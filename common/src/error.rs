use ethers::types::Address;
use thiserror::Error;

/// Precondition failures detected before any transaction is sent
#[derive(Error, Debug, Clone, PartialEq, Eq)]
pub enum ConfigurationError {
    #[error("unknown network: chain id {chain_id} has no configuration entry")]
    UnknownNetwork { chain_id: u64 },

    #[error("network {network} (chain id {chain_id}) has no dependency address configured")]
    MissingDependencyAddress { chain_id: u64, network: String },

    #[error("mock {mock} has not been deployed on {network}; deploy mocks before {contract}")]
    MissingMock {
        mock: String,
        contract: String,
        network: String,
    },
}

/// Errors from the deployment record store
#[derive(Error, Debug)]
pub enum StoreError {
    #[error("I/O error: {0}")]
    Io(#[from] std::io::Error),

    #[error("malformed deployment record: {0}")]
    Serialization(#[from] serde_json::Error),
}

/// Fatal deployment errors. None of these are retried.
#[derive(Error, Debug)]
pub enum DeployError {
    #[error(transparent)]
    Configuration(#[from] ConfigurationError),

    #[error("deployment record store failed: {0}")]
    Store(#[from] StoreError),

    #[error("deployment of {contract} failed: {reason}")]
    Failure { contract: String, reason: String },

    #[error("deployment of {contract} timed out after {timeout_secs}s waiting for {confirmations} confirmations")]
    Timeout {
        contract: String,
        confirmations: u64,
        timeout_secs: u64,
    },
}

impl DeployError {
    /// Whether the run was aborted before anything was submitted
    pub fn is_configuration(&self) -> bool {
        matches!(self, Self::Configuration(_) | Self::Store(_))
    }
}

/// Non-fatal verification errors
#[derive(Error, Debug, Clone, PartialEq, Eq)]
pub enum VerificationError {
    #[error("explorer rejected verification of {address:?}: {message}")]
    Rejected { address: Address, message: String },

    #[error("verification of {address:?} was still pending when status checks ran out")]
    StillPending { address: Address },

    #[error("verification request failed: {0}")]
    Request(String),
}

☆ ☆ ☆ ☆ ☆

§ WHAT YOU ARE ASKED TO DO:
Tally the lines of the records that hold the word "self" and output only the total.

§ THE COMPLETED TASK:
2